*WHAT TO DO:* A single number is all that's needed: how many lines in the data contain the string "odata".

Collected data

+++

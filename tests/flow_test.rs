use std::collections::HashMap;
use std::sync::Arc;

use async_trait::async_trait;
use serde_json::json;
use url::Url;

use maestro_sdk::auth::session::{CODE_VERIFIER_KEY, STATE_KEY};
use maestro_sdk::storage::BACKUP_SUFFIX;
use maestro_sdk::{
    Config, Error, HostBindings, InMemoryHost, InMemoryTransport, InteractiveHost, Maestro,
    MemoryBackend, Method, RequestSpec, SessionState, StorageBackend, TransportResponse,
    code_challenge,
};

const TOKEN_URL: &str = "https://cloud.local/identity_/connect/token";

fn secret_config() -> Config {
    Config {
        base_url: "https://cloud.local".into(),
        org_name: "org-a".into(),
        tenant_name: "tenant-b".into(),
        secret: Some("abc".into()),
        ..Config::default()
    }
}

fn pkce_config() -> Config {
    Config {
        base_url: "https://cloud.local".into(),
        org_name: "org-a".into(),
        tenant_name: "tenant-b".into(),
        client_id: Some("client-1".into()),
        redirect_uri: Some("https://app.local/callback".into()),
        ..Config::default()
    }
}

fn token_response(access_token: &str) -> TransportResponse {
    TransportResponse {
        status: 200,
        headers: vec![],
        body: serde_json::to_vec(&json!({
            "access_token": access_token,
            "token_type": "Bearer",
            "expires_in": 3600
        }))
        .unwrap(),
    }
}

struct Session {
    maestro: Maestro,
    host: Arc<InMemoryHost>,
    primary: Arc<MemoryBackend>,
    backup: Arc<MemoryBackend>,
    transport: Arc<InMemoryTransport>,
}

fn interactive_session(config: Config, location: &str) -> Session {
    let host = Arc::new(InMemoryHost::new(Url::parse(location).unwrap()));
    let primary = Arc::new(MemoryBackend::new());
    let backup = Arc::new(MemoryBackend::new());
    let transport = Arc::new(InMemoryTransport::new());
    let maestro = Maestro::with_transport(
        config,
        Some(HostBindings {
            host: host.clone(),
            primary: primary.clone(),
            backup: backup.clone(),
        }),
        transport.clone(),
    )
    .unwrap();
    Session {
        maestro,
        host,
        primary,
        backup,
        transport,
    }
}

fn header(request: &maestro_sdk::TransportRequest, name: &str) -> Option<String> {
    request
        .headers
        .iter()
        .find(|(key, _)| key == name)
        .map(|(_, value)| value.clone())
}

#[tokio::test]
async fn test_secret_mode_is_ready_without_network() {
    let transport = Arc::new(InMemoryTransport::new());
    let maestro = Maestro::with_transport(secret_config(), None, transport.clone()).unwrap();

    let state = maestro.initialize().await.unwrap();
    assert_eq!(state, SessionState::Ready);
    assert!(transport.requests().is_empty());
    // The secret stays a request-time fallback; no token is minted.
    assert_eq!(maestro.context().token(), None);
}

#[tokio::test]
async fn test_initialize_is_reentrant_once_ready() {
    let transport = Arc::new(InMemoryTransport::new());
    let maestro = Maestro::with_transport(secret_config(), None, transport.clone()).unwrap();

    assert_eq!(maestro.initialize().await.unwrap(), SessionState::Ready);
    assert_eq!(maestro.initialize().await.unwrap(), SessionState::Ready);
    assert!(transport.requests().is_empty());
}

#[tokio::test]
async fn test_invalid_config_fails_closed() {
    let mut config = secret_config();
    config.org_name = String::new();
    assert!(matches!(Maestro::new(config), Err(Error::Config(_))));

    let mut config = pkce_config();
    config.redirect_uri = None;
    assert!(matches!(Maestro::new(config), Err(Error::Config(_))));

    let config = Config {
        base_url: "https://cloud.local".into(),
        org_name: "org-a".into(),
        tenant_name: "tenant-b".into(),
        ..Config::default()
    };
    assert!(matches!(Maestro::new(config), Err(Error::Config(_))));
}

#[tokio::test]
async fn test_flow_start_persists_state_and_redirects() {
    let session = interactive_session(pkce_config(), "https://app.local/dashboard");

    let state = session.maestro.initialize().await.unwrap();
    let authorize_url = match state {
        SessionState::RedirectIssued { authorize_url } => authorize_url,
        other => panic!("expected redirect, got {other:?}"),
    };
    assert!(authorize_url.starts_with("https://cloud.local/identity_/connect/authorize?"));

    let parsed = Url::parse(&authorize_url).unwrap();
    let query: HashMap<String, String> = parsed.query_pairs().into_owned().collect();
    assert_eq!(query["response_type"], "code");
    assert_eq!(query["client_id"], "client-1");
    assert_eq!(query["redirect_uri"], "https://app.local/callback");
    assert_eq!(query["code_challenge_method"], "S256");

    let verifier = session.primary.get(CODE_VERIFIER_KEY).await.unwrap().unwrap();
    assert_eq!(query["code_challenge"], code_challenge(&verifier));
    assert_eq!(
        session.primary.get(STATE_KEY).await.unwrap().as_deref(),
        Some(query["state"].as_str())
    );
    // Both values were mirrored into the backup store.
    let backup_state = session
        .backup
        .get(&format!("{STATE_KEY}{BACKUP_SUFFIX}"))
        .await
        .unwrap();
    assert_eq!(backup_state.as_deref(), Some(query["state"].as_str()));

    assert_eq!(session.host.redirects(), vec![authorize_url]);
    assert!(session.transport.requests().is_empty());
}

#[tokio::test]
async fn test_callback_exchanges_code_and_becomes_ready() {
    let session = interactive_session(pkce_config(), "https://app.local/dashboard");

    session.maestro.initialize().await.unwrap();
    let verifier = session.primary.get(CODE_VERIFIER_KEY).await.unwrap().unwrap();
    let state_token = session.primary.get(STATE_KEY).await.unwrap().unwrap();

    session.host.set_location(
        Url::parse(&format!(
            "https://app.local/callback?code=CODE123&state={state_token}&tab=2#section"
        ))
        .unwrap(),
    );
    session.transport.insert_response(TOKEN_URL, token_response("T"));

    let state = session.maestro.initialize().await.unwrap();
    assert_eq!(state, SessionState::Ready);
    assert_eq!(session.maestro.context().token().as_deref(), Some("T"));

    // One exchange request, carrying the persisted verifier.
    let requests = session.transport.requests();
    assert_eq!(requests.len(), 1);
    assert_eq!(requests[0].method, Method::Post);
    assert_eq!(requests[0].url, TOKEN_URL);
    assert_eq!(
        header(&requests[0], "Content-Type").as_deref(),
        Some("application/x-www-form-urlencoded")
    );
    let body = String::from_utf8(requests[0].body.clone().unwrap()).unwrap();
    assert!(body.contains("grant_type=authorization_code"));
    assert!(body.contains("code=CODE123"));
    assert!(body.contains(&format!("code_verifier={verifier}")));

    // The stored triple is gone from both backends.
    assert_eq!(session.primary.get(CODE_VERIFIER_KEY).await.unwrap(), None);
    assert_eq!(session.primary.get(STATE_KEY).await.unwrap(), None);
    let backup_state = session
        .backup
        .get(&format!("{STATE_KEY}{BACKUP_SUFFIX}"))
        .await
        .unwrap();
    assert_eq!(backup_state, None);

    // code and state were stripped; the rest of the location survives.
    assert_eq!(
        session.host.location().as_str(),
        "https://app.local/callback?tab=2#section"
    );
}

#[tokio::test]
async fn test_next_request_carries_exchanged_token() {
    let session = interactive_session(pkce_config(), "https://app.local/dashboard");

    session.maestro.initialize().await.unwrap();
    let state_token = session.primary.get(STATE_KEY).await.unwrap().unwrap();
    session.host.set_location(
        Url::parse(&format!("https://app.local/callback?code=C&state={state_token}")).unwrap(),
    );
    session.transport.insert_response(TOKEN_URL, token_response("T"));
    session.maestro.initialize().await.unwrap();

    session.transport.insert_response(
        "https://cloud.local/org-a/tenant-b/odata/Jobs",
        TransportResponse {
            status: 200,
            headers: vec![],
            body: b"{}".to_vec(),
        },
    );
    session
        .maestro
        .api()
        .get("odata/Jobs", RequestSpec::new())
        .await
        .unwrap();

    let requests = session.transport.requests();
    let api_request = requests.last().unwrap();
    assert_eq!(header(api_request, "Authorization").as_deref(), Some("Bearer T"));
}

#[tokio::test]
async fn test_callback_survives_cleared_primary_store() {
    let session = interactive_session(pkce_config(), "https://app.local/dashboard");

    session.maestro.initialize().await.unwrap();
    let state_token = session.primary.get(STATE_KEY).await.unwrap().unwrap();

    // The session-scoped store was wiped across the redirect; only the
    // backup retains the flow state.
    session.primary.remove(CODE_VERIFIER_KEY).await.unwrap();
    session.primary.remove(STATE_KEY).await.unwrap();

    session.host.set_location(
        Url::parse(&format!("https://app.local/callback?code=C&state={state_token}")).unwrap(),
    );
    session.transport.insert_response(TOKEN_URL, token_response("T"));

    let state = session.maestro.initialize().await.unwrap();
    assert_eq!(state, SessionState::Ready);
    assert_eq!(session.maestro.context().token().as_deref(), Some("T"));
}

#[tokio::test]
async fn test_state_mismatch_restarts_flow_without_exchange() {
    let session = interactive_session(
        pkce_config(),
        "https://app.local/callback?code=C&state=returned-state",
    );
    session.primary.set(STATE_KEY, "stored-state").await.unwrap();
    session.primary.set(CODE_VERIFIER_KEY, "stored-verifier").await.unwrap();

    let state = session.maestro.initialize().await.unwrap();
    assert!(matches!(state, SessionState::RedirectIssued { .. }));

    // No token exchange happened; a fresh attempt was persisted instead.
    assert!(session.transport.requests().is_empty());
    let new_state = session.primary.get(STATE_KEY).await.unwrap().unwrap();
    assert_ne!(new_state, "stored-state");
    let new_verifier = session.primary.get(CODE_VERIFIER_KEY).await.unwrap().unwrap();
    assert_ne!(new_verifier, "stored-verifier");
    assert_eq!(session.host.redirects().len(), 1);
}

#[tokio::test]
async fn test_lost_state_restarts_flow_exactly_once() {
    let session = interactive_session(
        pkce_config(),
        "https://app.local/callback?code=C&state=returned-state",
    );

    let state = session.maestro.initialize().await.unwrap();
    assert!(matches!(state, SessionState::RedirectIssued { .. }));

    // Exactly one restart: one redirect, no exchange attempts.
    assert_eq!(session.host.redirects().len(), 1);
    assert!(session.transport.requests().is_empty());
}

#[tokio::test]
async fn test_exchange_failure_is_fatal_and_clears_state() {
    let session = interactive_session(pkce_config(), "https://app.local/dashboard");

    session.maestro.initialize().await.unwrap();
    let state_token = session.primary.get(STATE_KEY).await.unwrap().unwrap();
    session.host.set_location(
        Url::parse(&format!("https://app.local/callback?code=BAD&state={state_token}")).unwrap(),
    );
    session.transport.insert_response(
        TOKEN_URL,
        TransportResponse {
            status: 400,
            headers: vec![],
            body: serde_json::to_vec(&json!({
                "error": "invalid_grant",
                "error_description": "The provided authorization code is invalid or expired."
            }))
            .unwrap(),
        },
    );

    let err = session.maestro.initialize().await.unwrap_err();
    match err {
        Error::TokenExchange(message) => {
            assert!(message.contains("invalid or expired"), "{message}");
        }
        other => panic!("expected token exchange failure, got {other:?}"),
    }

    // The triple never outlives a verified exchange.
    assert_eq!(session.primary.get(CODE_VERIFIER_KEY).await.unwrap(), None);
    assert_eq!(session.primary.get(STATE_KEY).await.unwrap(), None);
    assert_eq!(session.maestro.context().token(), None);
}

#[tokio::test]
async fn test_non_interactive_host_exposes_authorization_url() {
    let transport = Arc::new(InMemoryTransport::new());
    let maestro = Maestro::with_transport(pkce_config(), None, transport.clone()).unwrap();

    let state = maestro.initialize().await.unwrap();
    let authorize_url = match state {
        SessionState::AuthorizationRequired { authorize_url } => authorize_url,
        other => panic!("expected authorization-required, got {other:?}"),
    };
    assert!(authorize_url.starts_with("https://cloud.local/identity_/connect/authorize?"));
    assert!(authorize_url.contains("code_challenge="));
    assert!(transport.requests().is_empty());
}

/// Accepts writes but never retains them, like a storage area that is
/// present but disabled.
struct DroppingBackend;

#[async_trait]
impl StorageBackend for DroppingBackend {
    async fn set(&self, _key: &str, _value: &str) -> Result<(), Error> {
        Ok(())
    }

    async fn get(&self, _key: &str) -> Result<Option<String>, Error> {
        Ok(None)
    }

    async fn remove(&self, _key: &str) -> Result<(), Error> {
        Ok(())
    }
}

#[tokio::test]
async fn test_unverifiable_write_fails_before_redirect() {
    let host = Arc::new(InMemoryHost::new(
        Url::parse("https://app.local/dashboard").unwrap(),
    ));
    let transport = Arc::new(InMemoryTransport::new());
    let maestro = Maestro::with_transport(
        pkce_config(),
        Some(HostBindings {
            host: host.clone(),
            primary: Arc::new(DroppingBackend),
            backup: Arc::new(DroppingBackend),
        }),
        transport,
    )
    .unwrap();

    let err = maestro.initialize().await.unwrap_err();
    assert!(matches!(err, Error::StorageUnavailable(_)));
    // Never redirect with unpersisted state.
    assert!(host.redirects().is_empty());
}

+++

*OUTPUT BELOW:* 2